A multicenter, non-blinded, randomized, controlled trial, with a 1:1 ratio assignment.
Control group: light sedation: RASS score -2 to -3
Intervention group: no sedation, PRN if needed.
The primary outcome was mortality at 90 days.
Secondary outcomes were the number of major thromboembolic events, the number of days free from coma or delirium, acute kidney injury according to severity, the number of ICU-free days, and the number of ventilator-free days.
What did they find?
90-day mortality was not different between non-sedation group and light sedation group (42.4% vs. 37.0%, P=0.65).
No significant difference in the days until death (13 vs. 12), number of ICU-free days (13 vs. 14), ventilator-free days (20 vs. 19), highest RIFLE score (2 vs. 2), days free from coma or delirium (27 vs. 26), and accidental extubation requiring reintubation in the first 1 hour (1.1% vs. 0.3%) between the two groups.
Higher rate of major thromboembolic events occurred in sedation group (2.8%) compared to 0.3% in the non-sedation group.

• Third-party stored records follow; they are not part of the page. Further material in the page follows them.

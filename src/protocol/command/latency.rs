//! The latency query and its replies, the raw material of the timing model.

use std::time::SystemTime;

use crate::protocol::{serde::*, ProtocolError};

use super::CommandReply;

/// Parameters for [`super::Command::GetPlaybackLatency`] and
/// [`super::Command::GetRecordLatency`].
#[derive(Debug, Clone, Copy, PartialEq, Eq)]
pub struct LatencyParams {
    /// The channel to get latency for.
    pub channel: u32,
    /// The client's wall clock at the time of the query. The server echoes
    /// it back, which is what makes the clock-sync heuristic possible.
    pub now: SystemTime,
}

impl TagStructRead for LatencyParams {
    fn read(ts: &mut TagStructReader<'_>, _protocol_version: u16) -> Result<Self, ProtocolError> {
        Ok(Self {
            channel: ts.read_u32()?,
            now: ts.read_timeval()?,
        })
    }
}

impl TagStructWrite for LatencyParams {
    fn write(
        &self,
        w: &mut TagStructWriter<'_>,
        _protocol_version: u16,
    ) -> Result<(), ProtocolError> {
        w.write_u32(self.channel)?;
        w.write_timeval(self.now)?;
        Ok(())
    }
}

/// The server reply to [`super::Command::GetPlaybackLatency`].
#[derive(Debug, Clone, Copy, PartialEq, Eq)]
pub struct PlaybackLatency {
    /// The latency of the sink device buffer, in microseconds.
    pub sink_usec: u64,

    /// The latency of the source device buffer, in microseconds.
    pub source_usec: u64,

    /// Whether the stream is currently playing.
    pub playing: bool,

    /// The client timestamp from the query, echoed back.
    pub local_time: SystemTime,

    /// The server's wall clock when it answered.
    pub remote_time: SystemTime,

    /// The server-side write index of the playback buffer.
    pub write_index: i64,

    /// The server-side read index of the playback buffer.
    pub read_index: i64,

    /// How many bytes the stream has been underrunning for. Version 13 and
    /// newer.
    pub underrun_for: u64,

    /// How many bytes the stream has been playing for since the last
    /// underrun. Version 13 and newer.
    pub playing_for: u64,
}

impl Default for PlaybackLatency {
    fn default() -> Self {
        Self {
            sink_usec: 0,
            source_usec: 0,
            playing: false,
            local_time: SystemTime::UNIX_EPOCH,
            remote_time: SystemTime::UNIX_EPOCH,
            write_index: 0,
            read_index: 0,
            underrun_for: 0,
            playing_for: 0,
        }
    }
}

impl CommandReply for PlaybackLatency {}

impl TagStructRead for PlaybackLatency {
    fn read(ts: &mut TagStructReader<'_>, protocol_version: u16) -> Result<Self, ProtocolError> {
        let mut latency = Self {
            sink_usec: ts.read_usec()?,
            source_usec: ts.read_usec()?,
            playing: ts.read_bool()?,
            local_time: ts.read_timeval()?,
            remote_time: ts.read_timeval()?,
            write_index: ts.read_i64()?,
            read_index: ts.read_i64()?,
            ..Default::default()
        };

        if protocol_version >= 13 {
            latency.underrun_for = ts.read_u64()?;
            latency.playing_for = ts.read_u64()?;
        }

        Ok(latency)
    }
}

impl TagStructWrite for PlaybackLatency {
    fn write(
        &self,
        w: &mut TagStructWriter<'_>,
        protocol_version: u16,
    ) -> Result<(), ProtocolError> {
        w.write_usec(self.sink_usec)?;
        w.write_usec(self.source_usec)?;
        w.write_bool(self.playing)?;
        w.write_timeval(self.local_time)?;
        w.write_timeval(self.remote_time)?;
        w.write_i64(self.write_index)?;
        w.write_i64(self.read_index)?;

        if protocol_version >= 13 {
            w.write_u64(self.underrun_for)?;
            w.write_u64(self.playing_for)?;
        }

        Ok(())
    }
}

/// The server reply to [`super::Command::GetRecordLatency`].
#[derive(Debug, Clone, Copy, PartialEq, Eq)]
pub struct RecordLatency {
    /// The latency of the monitored sink device buffer, in microseconds.
    pub sink_usec: u64,

    /// The latency of the source device buffer, in microseconds.
    pub source_usec: u64,

    /// Whether the stream is currently running.
    pub playing: bool,

    /// The client timestamp from the query, echoed back.
    pub local_time: SystemTime,

    /// The server's wall clock when it answered.
    pub remote_time: SystemTime,

    /// The server-side write index of the record buffer.
    pub write_index: i64,

    /// The server-side read index of the record buffer.
    pub read_index: i64,
}

impl Default for RecordLatency {
    fn default() -> Self {
        Self {
            sink_usec: 0,
            source_usec: 0,
            playing: false,
            local_time: SystemTime::UNIX_EPOCH,
            remote_time: SystemTime::UNIX_EPOCH,
            write_index: 0,
            read_index: 0,
        }
    }
}

impl CommandReply for RecordLatency {}

impl TagStructRead for RecordLatency {
    fn read(ts: &mut TagStructReader<'_>, _protocol_version: u16) -> Result<Self, ProtocolError> {
        Ok(Self {
            sink_usec: ts.read_usec()?,
            source_usec: ts.read_usec()?,
            playing: ts.read_bool()?,
            local_time: ts.read_timeval()?,
            remote_time: ts.read_timeval()?,
            write_index: ts.read_i64()?,
            read_index: ts.read_i64()?,
        })
    }
}

impl TagStructWrite for RecordLatency {
    fn write(
        &self,
        w: &mut TagStructWriter<'_>,
        _protocol_version: u16,
    ) -> Result<(), ProtocolError> {
        w.write_usec(self.sink_usec)?;
        w.write_usec(self.source_usec)?;
        w.write_bool(self.playing)?;
        w.write_timeval(self.local_time)?;
        w.write_timeval(self.remote_time)?;
        w.write_i64(self.write_index)?;
        w.write_i64(self.read_index)?;
        Ok(())
    }
}

#[cfg(test)]
mod tests {
    use super::*;
    use crate::protocol::{test_util::*, MAX_VERSION};
    use std::time::{Duration, SystemTime};

    #[test]
    fn latency_params_serde() -> anyhow::Result<()> {
        let params = LatencyParams {
            channel: 1,
            now: SystemTime::UNIX_EPOCH + Duration::from_micros(123_456_789),
        };

        test_serde(&params)
    }

    #[test]
    fn playback_latency_serde() -> anyhow::Result<()> {
        let latency = PlaybackLatency {
            sink_usec: 1,
            source_usec: 2,
            playing: true,
            local_time: SystemTime::UNIX_EPOCH,
            remote_time: SystemTime::UNIX_EPOCH + Duration::from_micros(10),
            write_index: 3,
            read_index: 4,
            underrun_for: 5,
            playing_for: 6,
        };

        test_serde_version(&latency, MAX_VERSION)
    }

    #[test]
    fn playback_latency_serde_pre_13() -> anyhow::Result<()> {
        let latency = PlaybackLatency {
            sink_usec: 1,
            source_usec: 2,
            write_index: -3,
            read_index: 4,
            ..Default::default()
        };

        test_serde_version(&latency, 12)
    }

    #[test]
    fn record_latency_serde() -> anyhow::Result<()> {
        let latency = RecordLatency {
            sink_usec: 1,
            source_usec: 2,
            playing: true,
            local_time: SystemTime::UNIX_EPOCH,
            remote_time: SystemTime::UNIX_EPOCH,
            write_index: 3,
            read_index: -4,
        };

        test_serde_version(&latency, MAX_VERSION)
    }
}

Higher rate of accidental extubation requiring reintubation <24 hours occurred in the non-sedation group (8.9%) compared to 4% in the sedation group (p=0.01).
Higher rate of accidental removal of other equipment (NGT, art line) in the non-sedation group (15%) compared to 9% in the sedation group (p= 0.01).

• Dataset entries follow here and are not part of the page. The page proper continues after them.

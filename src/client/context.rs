//! The parent object streams hang off.
//!
//! The connection handshake and authentication happen elsewhere; by the time
//! a context exists it knows the negotiated protocol version and holds the
//! transport, the event loop, and the memory pool. What lives here is the
//! bookkeeping shared between streams: the command tag counter, the
//! per-direction channel tables, the stream and operation lists, and the
//! last error code. Server-initiated events and inbound record data enter
//! the engine through the context and are routed to the right stream.

use std::cell::RefCell;
use std::collections::HashMap;
use std::rc::Rc;

use crate::protocol::{Command, PulseError, StreamDirection};

use super::mainloop::Mainloop;
use super::memblock::{MemChunk, MemPool};
use super::operation::{Operation, SuccessCallback};
use super::stream::{Stream, StreamState};
use super::transport::{Tag, Transport};

struct ContextShared {
    ctag: Tag,
    next_stream_id: u64,
    next_sync_id: u32,
    error: Option<PulseError>,
    failed: bool,
    streams: Vec<Stream>,
    playback_channels: HashMap<u32, Stream>,
    record_channels: HashMap<u32, Stream>,
    operations: Vec<Operation>,
}

/// A handle to the shared client state. Cheap to clone.
#[derive(Clone)]
pub struct Context {
    version: u16,
    transport: Rc<dyn Transport>,
    mainloop: Rc<dyn Mainloop>,
    mempool: MemPool,
    shared: Rc<RefCell<ContextShared>>,
}

impl std::fmt::Debug for Context {
    fn fmt(&self, f: &mut std::fmt::Formatter<'_>) -> std::fmt::Result {
        f.debug_struct("Context")
            .field("version", &self.version)
            .field("failed", &self.shared.borrow().failed)
            .finish()
    }
}

impl Context {
    /// Creates a context over an established connection.
    ///
    /// `version` is the protocol version negotiated during the handshake,
    /// capped at [`crate::protocol::MAX_VERSION`].
    pub fn new(
        transport: Rc<dyn Transport>,
        mainloop: Rc<dyn Mainloop>,
        mempool: MemPool,
        version: u16,
    ) -> Self {
        Self {
            version,
            transport,
            mainloop,
            mempool,
            shared: Rc::new(RefCell::new(ContextShared {
                ctag: 0,
                next_stream_id: 0,
                next_sync_id: 0,
                error: None,
                failed: false,
                streams: Vec::new(),
                playback_channels: HashMap::new(),
                record_channels: HashMap::new(),
                operations: Vec::new(),
            })),
        }
    }

    /// The negotiated protocol version.
    pub fn version(&self) -> u16 {
        self.version
    }

    /// The transport commands and sample data are sent through.
    pub fn transport(&self) -> &Rc<dyn Transport> {
        &self.transport
    }

    /// The event loop the engine runs on.
    pub fn mainloop(&self) -> &Rc<dyn Mainloop> {
        &self.mainloop
    }

    /// The memory pool sample data is staged in.
    pub fn mempool(&self) -> &MemPool {
        &self.mempool
    }

    /// Allocates the next command sequence number.
    pub fn next_tag(&self) -> Tag {
        let mut shared = self.shared.borrow_mut();
        let tag = shared.ctag;
        shared.ctag += 1;
        tag
    }

    /// The next sequence number that will be allocated. Used as an
    /// invalidation barrier by the timing model.
    pub fn current_tag(&self) -> Tag {
        self.shared.borrow().ctag
    }

    pub(crate) fn next_sync_id(&self) -> u32 {
        let mut shared = self.shared.borrow_mut();
        let id = shared.next_sync_id;
        shared.next_sync_id += 1;
        id
    }

    pub(crate) fn next_stream_id(&self) -> u64 {
        let mut shared = self.shared.borrow_mut();
        let id = shared.next_stream_id;
        shared.next_stream_id += 1;
        id
    }

    /// The most recent error code recorded on this context.
    pub fn last_error(&self) -> Option<PulseError> {
        self.shared.borrow().error
    }

    /// Records an error code without failing the context.
    pub fn set_error(&self, error: PulseError) {
        self.shared.borrow_mut().error = Some(error);
    }

    /// Whether the context is still usable.
    pub fn is_ready(&self) -> bool {
        !self.shared.borrow().failed
    }

    /// Fails the whole context: records the error and moves every stream to
    /// the failed state. Used for unrecoverable conditions, in particular
    /// protocol violations.
    pub fn fail(&self, error: PulseError) {
        let streams = {
            let mut shared = self.shared.borrow_mut();
            if shared.failed {
                return;
            }

            shared.error = Some(error);
            shared.failed = true;
            shared.streams.clone()
        };

        log::error!("context failed: {:?}", error);

        for stream in streams {
            stream.set_state(StreamState::Failed);
        }
    }

    pub(crate) fn register_stream(&self, stream: &Stream) {
        self.shared.borrow_mut().streams.push(stream.clone());
    }

    pub(crate) fn remove_stream(&self, stream_id: u64) {
        self.shared
            .borrow_mut()
            .streams
            .retain(|s| s.id() != stream_id);
    }

    pub(crate) fn linked_stream_count(&self) -> usize {
        self.shared.borrow().streams.len()
    }

    pub(crate) fn insert_channel(&self, direction: StreamDirection, channel: u32, stream: Stream) {
        let mut shared = self.shared.borrow_mut();
        let table = match direction {
            StreamDirection::Record => &mut shared.record_channels,
            _ => &mut shared.playback_channels,
        };
        table.insert(channel, stream);
    }

    pub(crate) fn remove_channel(&self, direction: StreamDirection, channel: u32) {
        let mut shared = self.shared.borrow_mut();
        let table = match direction {
            StreamDirection::Record => &mut shared.record_channels,
            _ => &mut shared.playback_channels,
        };
        table.remove(&channel);
    }

    /// Looks up the stream registered for a channel.
    pub fn stream_by_channel(&self, direction: StreamDirection, channel: u32) -> Option<Stream> {
        let shared = self.shared.borrow();
        let table = match direction {
            StreamDirection::Record => &shared.record_channels,
            _ => &shared.playback_channels,
        };
        table.get(&channel).cloned()
    }

    pub(crate) fn new_operation(
        &self,
        stream: &Stream,
        callback: Option<SuccessCallback>,
    ) -> Operation {
        let operation = Operation::new(self.clone(), stream.id(), callback);
        self.shared.borrow_mut().operations.push(operation.clone());
        operation
    }

    pub(crate) fn forget_operation(&self, operation: &Operation) {
        self.shared
            .borrow_mut()
            .operations
            .retain(|o| !o.same_as(operation));
    }

    pub(crate) fn cancel_stream_operations(&self, stream_id: u64) {
        let doomed: Vec<Operation> = self
            .shared
            .borrow()
            .operations
            .iter()
            .filter(|o| o.stream_id() == stream_id)
            .cloned()
            .collect();

        for operation in doomed {
            operation.cancel();
        }
    }

    pub(crate) fn pending_operation_count(&self) -> usize {
        self.shared.borrow().operations.len()
    }

    /// Routes a server-initiated command to the stream it addresses.
    ///
    /// The transport driver calls this for every inbound command that is not
    /// a reply. Events for unknown channels are logged and dropped; events
    /// that require a newer protocol version than was negotiated fail the
    /// context.
    pub fn dispatch_event(&self, command: Command) {
        use StreamDirection::{Playback, Record};

        log::debug!("SERVER: {:?}", command);

        match command {
            Command::Request(req) => {
                if let Some(s) = self.stream_by_channel(Playback, req.channel) {
                    s.handle_request(req.length as usize);
                } else {
                    log::warn!("REQUEST for unknown playback stream {}", req.channel);
                }
            }

            Command::Overflow(channel) => {
                if let Some(s) = self.stream_by_channel(Playback, channel) {
                    s.handle_overflow();
                }
            }

            Command::Underflow(channel) => {
                if let Some(s) = self.stream_by_channel(Playback, channel) {
                    s.handle_underflow();
                }
            }

            Command::PlaybackStreamKilled(channel) => {
                if let Some(s) = self.stream_by_channel(Playback, channel) {
                    s.handle_killed();
                }
            }

            Command::RecordStreamKilled(channel) => {
                if let Some(s) = self.stream_by_channel(Record, channel) {
                    s.handle_killed();
                }
            }

            Command::PlaybackStreamMoved(params) => {
                if self.version < 12 {
                    self.fail(PulseError::Protocol);
                    return;
                }

                if let Some(s) = self.stream_by_channel(Playback, params.channel) {
                    s.handle_moved(
                        params.device_index,
                        params.device_name,
                        params.device_suspended,
                        params.buffer_attr,
                        params.configured_sink_usec,
                    );
                }
            }

            Command::RecordStreamMoved(params) => {
                if self.version < 12 {
                    self.fail(PulseError::Protocol);
                    return;
                }

                if let Some(s) = self.stream_by_channel(Record, params.channel) {
                    s.handle_moved(
                        params.device_index,
                        params.device_name,
                        params.device_suspended,
                        params.buffer_attr,
                        params.configured_source_usec,
                    );
                }
            }

            Command::PlaybackStreamSuspended(params) => {
                if self.version < 12 {
                    self.fail(PulseError::Protocol);
                    return;
                }

                if let Some(s) = self.stream_by_channel(Playback, params.channel) {
                    s.handle_suspended(params.suspended);
                }
            }

            Command::RecordStreamSuspended(params) => {
                if self.version < 12 {
                    self.fail(PulseError::Protocol);
                    return;
                }

                if let Some(s) = self.stream_by_channel(Record, params.channel) {
                    s.handle_suspended(params.suspended);
                }
            }

            Command::Started(channel) => {
                if self.version < 13 {
                    self.fail(PulseError::Protocol);
                    return;
                }

                if let Some(s) = self.stream_by_channel(Playback, channel) {
                    s.handle_started();
                }
            }

            other => {
                log::warn!("ignoring unexpected command: {:?}", other);
            }
        }
    }

    /// Feeds a chunk of inbound sample data to the record stream on
    /// `channel`. Called by the transport driver for memblock packets.
    pub fn deliver_record(&self, channel: u32, chunk: MemChunk) {
        match self.stream_by_channel(StreamDirection::Record, channel) {
            Some(stream) => stream.handle_record_data(chunk),
            None => log::warn!("sample data for unknown record stream {}", channel),
        }
    }
}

Confidence intervals was not adjusted for multiple comparisons, therefore, cannot infer treatment effects.
Any limitations?
Cross over rate was 27% of no sedation patients to receive sedation during the first 24hours after randomization
Non-blinded trial.
RASS score differed by only 1 on day 1 (-1.3 vs -2.3) and 7 (-1.8 vs 2.8), too little to test the hypothesis.

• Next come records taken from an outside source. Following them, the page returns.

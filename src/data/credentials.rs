//! API credential persistence
//!
//! Stores the Finnhub API key in a local JSON file so a user enters it once.
//! The file holds only the key; callers decide where it lives (typically a
//! per-user config directory).

use std::fs;
use std::path::{Path, PathBuf};

use serde::{Deserialize, Serialize};

use crate::core::{OptionsError, OptionsResult};

#[derive(Debug, Serialize, Deserialize)]
struct StoredCredentials {
    finnhub_api_key: String,
}

/// File-backed store for the quote-source API key
pub struct ApiKeyStore {
    path: PathBuf,
}

impl ApiKeyStore {
    pub fn new(path: impl Into<PathBuf>) -> Self {
        Self { path: path.into() }
    }

    pub fn path(&self) -> &Path {
        &self.path
    }

    /// Load the saved key, if any
    pub fn load(&self) -> OptionsResult<Option<String>> {
        if !self.path.exists() {
            return Ok(None);
        }

        let json = fs::read_to_string(&self.path)?;
        let stored: StoredCredentials = serde_json::from_str(&json)
            .map_err(|e| OptionsError::Serialization(e.to_string()))?;

        Ok(Some(stored.finnhub_api_key))
    }

    /// Save the key, creating parent directories as needed
    pub fn save(&self, key: &str) -> OptionsResult<()> {
        let key = key.trim();
        if key.is_empty() {
            return Err(OptionsError::data("API key must not be empty"));
        }

        if let Some(parent) = self.path.parent() {
            if !parent.as_os_str().is_empty() && !parent.exists() {
                fs::create_dir_all(parent)?;
            }
        }

        let stored = StoredCredentials {
            finnhub_api_key: key.to_string(),
        };
        let json = serde_json::to_string_pretty(&stored)
            .map_err(|e| OptionsError::Serialization(e.to_string()))?;
        fs::write(&self.path, json)?;

        tracing::info!("Saved API key to {:?}", self.path);
        Ok(())
    }

    /// Remove the saved key
    pub fn clear(&self) -> OptionsResult<()> {
        if self.path.exists() {
            fs::remove_file(&self.path)?;
        }
        Ok(())
    }
}

#[cfg(test)]
mod tests {
    use super::*;
    use tempfile::tempdir;

    #[test]
    fn test_save_load_clear() {
        let dir = tempdir().unwrap();
        let store = ApiKeyStore::new(dir.path().join("credentials.json"));

        assert!(store.load().unwrap().is_none());

        store.save("abc123").unwrap();
        assert_eq!(store.load().unwrap().as_deref(), Some("abc123"));

        store.clear().unwrap();
        assert!(store.load().unwrap().is_none());
    }

    #[test]
    fn test_save_creates_parent_dirs() {
        let dir = tempdir().unwrap();
        let store = ApiKeyStore::new(dir.path().join("nested/deeper/credentials.json"));

        store.save("  k-42  ").unwrap();
        // Whitespace is trimmed before storage
        assert_eq!(store.load().unwrap().as_deref(), Some("k-42"));
    }

    #[test]
    fn test_rejects_empty_key() {
        let dir = tempdir().unwrap();
        let store = ApiKeyStore::new(dir.path().join("credentials.json"));

        assert!(store.save("   ").is_err());
    }

    #[test]
    fn test_corrupt_file_is_a_serialization_error() {
        let dir = tempdir().unwrap();
        let path = dir.path().join("credentials.json");
        std::fs::write(&path, "not json").unwrap();

        let store = ApiKeyStore::new(path);
        let err = store.load().unwrap_err();
        assert!(matches!(err, OptionsError::Serialization(_)));
    }
}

14% of patients declined and [potential for selection bias.
1:1 nursing ratio, cannot be generalized.
What does it mean?
No significant difference in 90-day mortality with the use of no sedation compared to light sedation strategies. Less cases of major embolic events but more accidental extubations and removal of other equipment.
The study supports the practice to continue targeting light sedation (ie RASS -2 to 1) combined with daily sedation interruptions.